Exercise aim →
State, as one number, how many lines in these records hold "expired".

(Collected data entries)

- - -

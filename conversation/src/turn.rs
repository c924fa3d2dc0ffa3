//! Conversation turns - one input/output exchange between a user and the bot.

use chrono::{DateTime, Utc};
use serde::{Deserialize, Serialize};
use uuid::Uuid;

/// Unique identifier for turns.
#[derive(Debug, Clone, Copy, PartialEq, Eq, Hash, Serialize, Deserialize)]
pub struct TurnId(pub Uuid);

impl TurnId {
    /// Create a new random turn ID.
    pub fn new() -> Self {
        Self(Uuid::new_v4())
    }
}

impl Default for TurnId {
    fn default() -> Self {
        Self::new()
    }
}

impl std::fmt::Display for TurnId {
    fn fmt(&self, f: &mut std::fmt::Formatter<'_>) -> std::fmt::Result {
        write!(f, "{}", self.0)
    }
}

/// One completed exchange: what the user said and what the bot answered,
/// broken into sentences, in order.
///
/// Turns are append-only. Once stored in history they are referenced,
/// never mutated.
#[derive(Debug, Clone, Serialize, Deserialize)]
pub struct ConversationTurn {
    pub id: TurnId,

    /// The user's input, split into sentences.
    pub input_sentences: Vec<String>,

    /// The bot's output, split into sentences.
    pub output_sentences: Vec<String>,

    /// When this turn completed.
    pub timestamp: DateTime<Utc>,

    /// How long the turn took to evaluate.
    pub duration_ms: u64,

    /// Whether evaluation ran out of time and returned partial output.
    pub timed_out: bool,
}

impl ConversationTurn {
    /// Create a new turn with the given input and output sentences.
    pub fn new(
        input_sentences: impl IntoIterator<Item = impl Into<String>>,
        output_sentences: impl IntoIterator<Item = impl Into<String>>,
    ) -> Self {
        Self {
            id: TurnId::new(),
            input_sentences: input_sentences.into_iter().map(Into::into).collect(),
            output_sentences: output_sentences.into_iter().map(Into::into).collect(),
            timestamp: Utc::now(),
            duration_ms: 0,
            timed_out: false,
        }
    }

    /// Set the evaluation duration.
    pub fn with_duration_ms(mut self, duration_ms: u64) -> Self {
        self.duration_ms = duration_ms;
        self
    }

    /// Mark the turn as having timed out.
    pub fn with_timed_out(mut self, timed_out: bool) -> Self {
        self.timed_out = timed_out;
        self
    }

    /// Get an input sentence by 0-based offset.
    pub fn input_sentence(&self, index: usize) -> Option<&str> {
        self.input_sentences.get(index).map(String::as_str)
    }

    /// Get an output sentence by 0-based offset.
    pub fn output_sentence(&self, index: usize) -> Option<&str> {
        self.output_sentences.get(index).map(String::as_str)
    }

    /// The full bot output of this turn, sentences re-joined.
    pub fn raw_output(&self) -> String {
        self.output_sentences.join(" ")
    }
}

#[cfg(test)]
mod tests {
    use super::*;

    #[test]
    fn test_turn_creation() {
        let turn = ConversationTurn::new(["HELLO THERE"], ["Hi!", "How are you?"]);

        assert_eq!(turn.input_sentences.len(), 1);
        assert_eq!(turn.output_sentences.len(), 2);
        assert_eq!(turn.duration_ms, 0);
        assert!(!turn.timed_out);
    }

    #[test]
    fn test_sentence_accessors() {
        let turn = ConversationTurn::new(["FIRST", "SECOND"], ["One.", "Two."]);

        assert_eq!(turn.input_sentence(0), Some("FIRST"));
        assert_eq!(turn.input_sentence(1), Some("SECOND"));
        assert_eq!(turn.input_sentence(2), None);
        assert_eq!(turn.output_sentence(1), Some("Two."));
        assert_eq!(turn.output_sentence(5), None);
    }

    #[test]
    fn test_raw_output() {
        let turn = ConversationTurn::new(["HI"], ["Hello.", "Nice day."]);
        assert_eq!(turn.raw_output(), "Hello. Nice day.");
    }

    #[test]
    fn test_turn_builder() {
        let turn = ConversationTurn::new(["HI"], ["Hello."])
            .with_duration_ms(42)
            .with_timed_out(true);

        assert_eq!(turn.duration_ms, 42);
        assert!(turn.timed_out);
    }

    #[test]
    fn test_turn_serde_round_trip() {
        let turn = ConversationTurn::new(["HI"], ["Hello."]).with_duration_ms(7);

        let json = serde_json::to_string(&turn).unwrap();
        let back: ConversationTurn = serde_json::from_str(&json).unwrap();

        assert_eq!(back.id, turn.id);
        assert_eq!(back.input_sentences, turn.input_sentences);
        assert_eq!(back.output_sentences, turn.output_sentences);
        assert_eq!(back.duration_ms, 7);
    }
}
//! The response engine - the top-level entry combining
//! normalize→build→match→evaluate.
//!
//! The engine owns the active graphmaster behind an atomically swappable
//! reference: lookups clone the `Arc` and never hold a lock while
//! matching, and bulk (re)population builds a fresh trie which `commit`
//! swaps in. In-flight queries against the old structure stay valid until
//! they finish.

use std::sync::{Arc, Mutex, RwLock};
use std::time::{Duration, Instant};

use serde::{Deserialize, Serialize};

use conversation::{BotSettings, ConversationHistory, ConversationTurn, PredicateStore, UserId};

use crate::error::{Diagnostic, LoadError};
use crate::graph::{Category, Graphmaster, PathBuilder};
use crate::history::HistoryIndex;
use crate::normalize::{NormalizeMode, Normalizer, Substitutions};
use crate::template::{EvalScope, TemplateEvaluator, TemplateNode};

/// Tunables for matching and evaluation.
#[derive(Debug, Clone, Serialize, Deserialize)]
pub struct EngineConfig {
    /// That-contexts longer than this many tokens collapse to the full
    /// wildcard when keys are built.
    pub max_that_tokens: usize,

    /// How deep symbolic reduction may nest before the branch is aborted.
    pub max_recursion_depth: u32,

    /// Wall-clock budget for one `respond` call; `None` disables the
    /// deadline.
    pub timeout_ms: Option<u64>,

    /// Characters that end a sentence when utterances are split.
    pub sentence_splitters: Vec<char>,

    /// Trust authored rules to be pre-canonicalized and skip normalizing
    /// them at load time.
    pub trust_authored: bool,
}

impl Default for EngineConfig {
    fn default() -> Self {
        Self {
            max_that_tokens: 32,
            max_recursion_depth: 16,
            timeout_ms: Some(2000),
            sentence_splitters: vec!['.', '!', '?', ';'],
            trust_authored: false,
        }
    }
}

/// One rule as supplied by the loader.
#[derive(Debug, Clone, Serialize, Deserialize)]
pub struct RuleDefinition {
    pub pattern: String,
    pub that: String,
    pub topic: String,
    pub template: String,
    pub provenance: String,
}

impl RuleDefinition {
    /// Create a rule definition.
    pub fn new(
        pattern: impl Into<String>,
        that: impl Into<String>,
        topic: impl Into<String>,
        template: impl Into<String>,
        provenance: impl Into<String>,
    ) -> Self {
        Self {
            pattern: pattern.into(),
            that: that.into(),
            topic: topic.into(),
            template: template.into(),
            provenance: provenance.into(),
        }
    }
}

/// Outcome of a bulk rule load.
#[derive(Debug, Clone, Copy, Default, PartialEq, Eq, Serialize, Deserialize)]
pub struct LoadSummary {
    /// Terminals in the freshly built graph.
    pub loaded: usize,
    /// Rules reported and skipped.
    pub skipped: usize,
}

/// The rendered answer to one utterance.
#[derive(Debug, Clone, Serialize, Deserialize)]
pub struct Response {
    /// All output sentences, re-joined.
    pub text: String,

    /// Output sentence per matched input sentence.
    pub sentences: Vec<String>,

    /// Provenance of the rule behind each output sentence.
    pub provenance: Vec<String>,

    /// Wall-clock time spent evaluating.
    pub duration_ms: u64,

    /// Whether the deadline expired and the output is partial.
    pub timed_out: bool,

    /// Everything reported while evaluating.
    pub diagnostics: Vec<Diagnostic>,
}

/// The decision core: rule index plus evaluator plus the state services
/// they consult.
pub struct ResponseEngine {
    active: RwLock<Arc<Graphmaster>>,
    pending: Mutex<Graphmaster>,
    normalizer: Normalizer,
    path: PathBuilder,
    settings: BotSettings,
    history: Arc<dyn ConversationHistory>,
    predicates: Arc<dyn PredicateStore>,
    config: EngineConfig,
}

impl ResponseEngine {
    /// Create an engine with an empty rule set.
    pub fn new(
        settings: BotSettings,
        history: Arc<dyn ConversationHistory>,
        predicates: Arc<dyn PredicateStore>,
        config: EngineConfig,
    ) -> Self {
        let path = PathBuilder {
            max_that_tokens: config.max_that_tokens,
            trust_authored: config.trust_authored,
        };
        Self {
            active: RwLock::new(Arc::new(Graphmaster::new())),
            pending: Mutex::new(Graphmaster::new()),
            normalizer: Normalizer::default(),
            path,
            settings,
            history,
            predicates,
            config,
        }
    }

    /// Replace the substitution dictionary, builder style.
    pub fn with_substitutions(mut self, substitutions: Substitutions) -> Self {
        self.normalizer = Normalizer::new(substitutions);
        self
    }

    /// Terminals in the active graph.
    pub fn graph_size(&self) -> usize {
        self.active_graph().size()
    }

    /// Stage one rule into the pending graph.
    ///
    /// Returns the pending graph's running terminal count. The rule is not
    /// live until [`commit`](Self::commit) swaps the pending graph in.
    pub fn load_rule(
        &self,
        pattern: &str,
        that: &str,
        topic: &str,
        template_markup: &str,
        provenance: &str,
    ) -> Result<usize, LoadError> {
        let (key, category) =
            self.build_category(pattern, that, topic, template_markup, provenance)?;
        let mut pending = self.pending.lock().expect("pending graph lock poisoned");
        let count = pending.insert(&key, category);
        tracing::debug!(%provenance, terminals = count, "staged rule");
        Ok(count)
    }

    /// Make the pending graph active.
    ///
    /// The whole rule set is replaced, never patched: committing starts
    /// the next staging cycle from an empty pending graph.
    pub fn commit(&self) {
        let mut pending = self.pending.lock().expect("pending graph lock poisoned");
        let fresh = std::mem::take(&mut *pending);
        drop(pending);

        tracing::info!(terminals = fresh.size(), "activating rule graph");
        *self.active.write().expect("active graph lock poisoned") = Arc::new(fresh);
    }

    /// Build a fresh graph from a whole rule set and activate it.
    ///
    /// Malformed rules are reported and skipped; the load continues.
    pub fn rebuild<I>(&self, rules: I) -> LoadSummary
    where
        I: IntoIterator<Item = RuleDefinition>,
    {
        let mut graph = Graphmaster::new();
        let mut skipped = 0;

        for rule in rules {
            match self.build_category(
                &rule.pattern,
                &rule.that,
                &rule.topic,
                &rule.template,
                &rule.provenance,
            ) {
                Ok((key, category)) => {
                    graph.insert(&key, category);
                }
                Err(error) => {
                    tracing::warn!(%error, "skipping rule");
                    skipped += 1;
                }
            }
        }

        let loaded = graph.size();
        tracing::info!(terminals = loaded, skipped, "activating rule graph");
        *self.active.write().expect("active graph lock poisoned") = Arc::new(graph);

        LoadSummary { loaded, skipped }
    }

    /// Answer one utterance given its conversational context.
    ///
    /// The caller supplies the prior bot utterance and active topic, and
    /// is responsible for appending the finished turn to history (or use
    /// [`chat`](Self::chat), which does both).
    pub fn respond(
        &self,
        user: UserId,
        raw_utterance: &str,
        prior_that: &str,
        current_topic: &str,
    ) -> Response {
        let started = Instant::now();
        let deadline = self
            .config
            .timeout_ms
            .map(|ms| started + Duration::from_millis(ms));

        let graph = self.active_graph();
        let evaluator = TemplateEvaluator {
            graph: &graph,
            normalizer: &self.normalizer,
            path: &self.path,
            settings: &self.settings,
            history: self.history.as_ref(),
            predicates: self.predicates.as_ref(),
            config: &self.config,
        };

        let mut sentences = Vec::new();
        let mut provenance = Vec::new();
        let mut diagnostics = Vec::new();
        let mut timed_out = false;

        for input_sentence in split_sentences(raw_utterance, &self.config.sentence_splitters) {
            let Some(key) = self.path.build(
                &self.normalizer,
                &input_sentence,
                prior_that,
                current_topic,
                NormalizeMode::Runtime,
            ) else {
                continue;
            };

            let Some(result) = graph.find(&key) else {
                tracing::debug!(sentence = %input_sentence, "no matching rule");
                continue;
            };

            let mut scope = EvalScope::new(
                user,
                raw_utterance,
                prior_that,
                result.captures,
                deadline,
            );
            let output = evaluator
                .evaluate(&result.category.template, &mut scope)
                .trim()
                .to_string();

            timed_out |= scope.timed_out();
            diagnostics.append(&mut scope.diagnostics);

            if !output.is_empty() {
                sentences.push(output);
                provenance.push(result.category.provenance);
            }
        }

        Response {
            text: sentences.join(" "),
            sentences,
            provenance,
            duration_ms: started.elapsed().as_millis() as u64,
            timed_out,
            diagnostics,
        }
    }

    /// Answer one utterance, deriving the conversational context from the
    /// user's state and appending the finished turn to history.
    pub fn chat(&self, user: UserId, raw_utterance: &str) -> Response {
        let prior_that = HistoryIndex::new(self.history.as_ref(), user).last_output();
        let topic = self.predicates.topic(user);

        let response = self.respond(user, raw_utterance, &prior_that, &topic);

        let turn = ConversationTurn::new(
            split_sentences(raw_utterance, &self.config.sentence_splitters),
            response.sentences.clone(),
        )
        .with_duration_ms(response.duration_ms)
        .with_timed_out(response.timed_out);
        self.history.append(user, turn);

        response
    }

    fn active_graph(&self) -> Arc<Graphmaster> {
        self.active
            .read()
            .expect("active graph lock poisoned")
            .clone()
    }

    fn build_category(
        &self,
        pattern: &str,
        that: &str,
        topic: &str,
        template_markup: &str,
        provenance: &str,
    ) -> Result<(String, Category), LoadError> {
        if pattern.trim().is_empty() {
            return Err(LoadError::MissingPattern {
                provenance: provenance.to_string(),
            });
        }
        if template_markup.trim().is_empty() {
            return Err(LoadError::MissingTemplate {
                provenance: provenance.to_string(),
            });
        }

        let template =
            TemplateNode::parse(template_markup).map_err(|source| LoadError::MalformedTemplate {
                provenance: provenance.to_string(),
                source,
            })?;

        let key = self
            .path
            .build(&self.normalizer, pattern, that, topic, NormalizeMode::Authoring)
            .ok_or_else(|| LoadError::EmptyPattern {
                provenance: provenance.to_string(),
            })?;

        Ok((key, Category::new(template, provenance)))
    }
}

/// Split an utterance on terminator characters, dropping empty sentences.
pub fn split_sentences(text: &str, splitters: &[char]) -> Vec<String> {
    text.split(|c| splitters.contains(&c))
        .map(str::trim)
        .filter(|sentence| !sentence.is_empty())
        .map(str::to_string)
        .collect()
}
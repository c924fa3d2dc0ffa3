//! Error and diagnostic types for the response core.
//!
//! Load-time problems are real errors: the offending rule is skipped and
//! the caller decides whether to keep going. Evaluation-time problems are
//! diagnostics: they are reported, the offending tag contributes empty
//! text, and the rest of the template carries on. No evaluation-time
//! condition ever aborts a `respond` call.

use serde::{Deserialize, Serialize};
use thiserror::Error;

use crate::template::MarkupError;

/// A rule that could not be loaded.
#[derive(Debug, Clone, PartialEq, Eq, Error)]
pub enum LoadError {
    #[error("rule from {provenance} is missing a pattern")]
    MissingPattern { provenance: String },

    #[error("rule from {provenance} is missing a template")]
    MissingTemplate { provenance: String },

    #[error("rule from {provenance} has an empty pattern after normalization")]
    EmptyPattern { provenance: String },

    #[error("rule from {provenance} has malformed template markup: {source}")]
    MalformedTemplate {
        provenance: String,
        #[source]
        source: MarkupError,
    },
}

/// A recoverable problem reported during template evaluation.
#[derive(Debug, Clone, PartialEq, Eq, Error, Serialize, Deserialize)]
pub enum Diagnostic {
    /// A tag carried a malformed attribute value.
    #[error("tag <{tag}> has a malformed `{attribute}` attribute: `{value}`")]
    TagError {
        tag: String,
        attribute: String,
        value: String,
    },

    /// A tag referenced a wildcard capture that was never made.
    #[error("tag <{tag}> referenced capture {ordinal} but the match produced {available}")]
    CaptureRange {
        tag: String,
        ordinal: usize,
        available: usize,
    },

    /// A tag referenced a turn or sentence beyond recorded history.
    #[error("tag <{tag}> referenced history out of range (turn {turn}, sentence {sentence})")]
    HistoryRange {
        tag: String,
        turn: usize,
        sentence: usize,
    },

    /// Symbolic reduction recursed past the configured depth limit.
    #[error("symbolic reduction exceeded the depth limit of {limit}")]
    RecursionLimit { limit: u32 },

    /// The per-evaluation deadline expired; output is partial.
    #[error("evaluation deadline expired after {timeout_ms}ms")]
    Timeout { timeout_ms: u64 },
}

- - -

Solution to this task →
3